# This and That



## Howard Knauf (May 10, 2008)

Not sure if this is gonna work.


http://www.youtube.com/watch?v=2GHqF4vEdVE

Haven't done a lot lately with the boy so I brought him out to our in-service training. Seeing as I felt the need to comment on the "Did he get bit?" thread, I thought I'd give some people a chance to snipe at my dog. At least he's got a good out.

The video was done by one of our dispatchers who has my friends' retired PSD that he brings out to training. His original video has the audio w/o music but mine doesn't for some reason.

Anyway...have at it boys.


----------



## Howard Knauf (May 10, 2008)

Surely after 30 views someone's seen something wrong. Don't be shy, I'm a big boy.
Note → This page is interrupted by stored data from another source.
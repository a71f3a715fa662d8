//! Thin RGBA codec primitives over the `image` crate.

use super::AtlasError;
use image::imageops::{self, FilterType};
use image::{ImageFormat, RgbaImage};
use std::fs;
use std::path::Path;

/// A unit image staged at a pixel offset on a canvas.
#[derive(Debug, Clone)]
pub struct Layer {
    pub image: RgbaImage,
    pub x: u32,
    pub y: u32,
}

/// Decode any supported image file into RGBA8.
pub fn decode(path: &Path) -> Result<RgbaImage, AtlasError> {
    image::open(path)
        .map(|img| img.to_rgba8())
        .map_err(|source| AtlasError::Image { path: path.to_path_buf(), source })
}

/// Copy a rectangle out of an image.
pub fn crop(image: &RgbaImage, x: u32, y: u32, width: u32, height: u32) -> RgbaImage {
    imageops::crop_imm(image, x, y, width, height).to_image()
}

/// Resize with nearest-neighbour sampling. Same-size input is returned untouched.
pub fn resize(image: RgbaImage, width: u32, height: u32) -> RgbaImage {
    if image.width() == width && image.height() == height {
        return image;
    }
    imageops::resize(&image, width, height, FilterType::Nearest)
}

/// Apply layers in order; later layers replace earlier pixels outright.
pub fn composite(canvas: &mut RgbaImage, layers: &[Layer]) {
    for layer in layers {
        imageops::replace(canvas, &layer.image, i64::from(layer.x), i64::from(layer.y));
    }
}

/// Encode as PNG, creating parent directories as needed.
pub fn encode_png(image: &RgbaImage, path: &Path) -> Result<(), AtlasError> {
    if let Some(parent) = path.parent() {
        fs::create_dir_all(parent)
            .map_err(|source| AtlasError::Io { path: parent.to_path_buf(), source })?;
    }
    image
        .save_with_format(path, ImageFormat::Png)
        .map_err(|source| AtlasError::Image { path: path.to_path_buf(), source })
}
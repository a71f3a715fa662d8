//! Coordinate-driven grid atlases
//!
//! An atlas is a fixed-size image made of `cols × rows` square cells. A
//! [`CoordinateMap`] names the asset that belongs in each cell; composing
//! places unit images into their cells and decomposing slices them back out.
//!
//! When a profile has no external map, the hand-authored tables in
//! [`defaults`] are used instead.

pub mod codec;
pub mod compose;
pub mod decompose;
pub mod defaults;
pub mod map;

pub use compose::*;
pub use decompose::*;
pub use defaults::*;
pub use map::*;

use std::path::PathBuf;
use thiserror::Error;

/// Errors raised while loading maps or reading/writing atlas images.
#[derive(Debug, Error)]
#[non_exhaustive]
pub enum AtlasError {
    /// Coordinate map file could not be read
    #[error("Failed to read coordinate map '{path}': {source}")]
    MapIo { path: PathBuf, source: std::io::Error },
    /// Coordinate map is not valid JSON or has the wrong shape
    #[error("Malformed coordinate map: {0}")]
    MalformedMap(String),
    /// A cell key does not decode to integer grid coordinates
    #[error("Invalid cell key '{0}' (expected \"<x>,<y>\")")]
    InvalidCellKey(String),
    /// Image decode or encode failure
    #[error("Image error for '{path}': {source}")]
    Image { path: PathBuf, source: image::ImageError },
    /// IO failure writing outputs
    #[error("IO error for '{path}': {source}")]
    Io { path: PathBuf, source: std::io::Error },
    /// Atlas dimensions do not fit the map's grid
    #[error("Atlas is {width}x{height}, which does not divide into a {cols}x{rows} grid of square cells")]
    GridMismatch { width: u32, height: u32, cols: u32, rows: u32 },
}
//! Atlas decomposition: slice a grid atlas back into per-name unit images.

use super::codec;
use super::{AtlasError, CellAssignment, CoordinateMap};
use std::collections::HashSet;
use std::fs;
use std::path::{Path, PathBuf};
use tracing::{debug, warn};

/// Grid geometry detected from an atlas image.
#[derive(Debug, Clone, Copy, PartialEq, Eq)]
pub struct GridDetection {
    pub width: u32,
    pub height: u32,
    pub cols: u32,
    pub rows: u32,
    pub cell_size: u32,
}

impl GridDetection {
    /// Scale relative to the map's nominal cell size (2 for a 32px pack on a 16px map).
    pub fn scale(&self, map: &CoordinateMap) -> f32 {
        self.cell_size as f32 / map.cell_size as f32
    }
}

/// Options for [`decompose_atlas`].
#[derive(Debug, Clone, Copy, Default)]
pub struct DecomposeOptions {
    /// Overwrite unit images that already exist
    pub force: bool,
    /// Only detect the grid; write nothing
    pub detect_only: bool,
}

/// Outcome of a decomposition.
#[derive(Debug)]
pub struct DecomposeReport {
    pub detection: GridDetection,
    /// Unit images written
    pub written: Vec<PathBuf>,
    /// Names skipped because the output already existed
    pub existing: Vec<String>,
    /// Cells marked `unused`
    pub unused: usize,
    /// Cell keys outside the grid
    pub out_of_bounds: Vec<String>,
    /// Names that would write outside the output directory
    pub unsafe_names: Vec<String>,
}

/// Detect the cell size of an atlas with the given pixel dimensions.
///
/// The cell size is `width / cols`; the atlas must divide evenly into
/// square cells on the map's grid.
pub fn detect_grid(width: u32, height: u32, map: &CoordinateMap) -> Result<GridDetection, AtlasError> {
    let mismatch = || AtlasError::GridMismatch { width, height, cols: map.cols, rows: map.rows };

    if width == 0 || width % map.cols != 0 || height % map.rows != 0 {
        return Err(mismatch());
    }
    let cell_size = width / map.cols;
    if cell_size == 0 || height / map.rows != cell_size {
        return Err(mismatch());
    }

    Ok(GridDetection { width, height, cols: map.cols, rows: map.rows, cell_size })
}

/// Slice `atlas_path` into `<out_dir>/<name>.png` for every named cell.
///
/// Existing outputs are left alone unless `options.force` is set. `unused`
/// cells and out-of-range keys are never written.
pub fn decompose_atlas(
    atlas_path: &Path,
    map: &CoordinateMap,
    out_dir: &Path,
    options: DecomposeOptions,
) -> Result<DecomposeReport, AtlasError> {
    let atlas = codec::decode(atlas_path)?;
    let detection = detect_grid(atlas.width(), atlas.height(), map)?;
    let cell = detection.cell_size;

    let mut report = DecomposeReport {
        detection,
        written: Vec::new(),
        existing: Vec::new(),
        unused: 0,
        out_of_bounds: Vec::new(),
        unsafe_names: Vec::new(),
    };

    if !options.detect_only {
        fs::create_dir_all(out_dir)
            .map_err(|source| AtlasError::Io { path: out_dir.to_path_buf(), source })?;
    }

    let mut seen = HashSet::new();
    for entry in map.entries() {
        if !map.in_bounds(entry.x, entry.y) {
            warn!(key = %entry.key, "cell outside grid, skipping");
            report.out_of_bounds.push(entry.key.clone());
            continue;
        }
        let name = match &entry.assignment {
            CellAssignment::Unused => {
                report.unused += 1;
                continue;
            }
            CellAssignment::Asset(name) => name,
        };
        if !is_plain_name(name) {
            warn!(key = %entry.key, name = %name, "name is not a plain file name, skipping");
            report.unsafe_names.push(name.clone());
            continue;
        }

        let output = out_dir.join(format!("{}.png", name));
        // Earlier cells for the same name were already handled this run
        let first_seen = seen.insert(name.clone());
        if !first_seen || (output.exists() && !options.force) {
            debug!(name = %name, "unit image exists, skipping");
            report.existing.push(name.clone());
            continue;
        }
        if options.detect_only {
            continue;
        }

        let tile = codec::crop(&atlas, entry.x as u32 * cell, entry.y as u32 * cell, cell, cell);
        codec::encode_png(&tile, &output)?;
        report.written.push(output);
    }

    Ok(report)
}

/// A name usable as a single file stem: no separators, not `.` or `..`.
fn is_plain_name(name: &str) -> bool {
    !name.is_empty() && name != "." && name != ".." && !name.contains(['/', '\\', '\0'])
}
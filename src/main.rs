//! Packsmith - command-line resource pack builder

use std::process::ExitCode;

use packsmith::cli;

fn main() -> ExitCode {
    cli::run()
}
I know when Jeff wakes up he'll have plenty for me.:-o He hates PP dogs.


----------



## Gerry Grimwood (Apr 2, 2007)

Howard Knauf said:


> Surely after 30 views someone's seen something wrong. Don't be shy, I'm a big boy.
> 
> I know when Jeff wakes up he'll have plenty for me.:-o He hates PP dogs.


Your pants are too tight.


----------



## Lynn Cheffins (Jul 11, 2006)

I thought that the dog really looked like he likes his work.


----------



## Howard Knauf (May 10, 2008)

Gerry Grimwood said:


> Your pants are too tight.



Thats cause I'm a tight ass.:razz: No "pants on the ground" for me.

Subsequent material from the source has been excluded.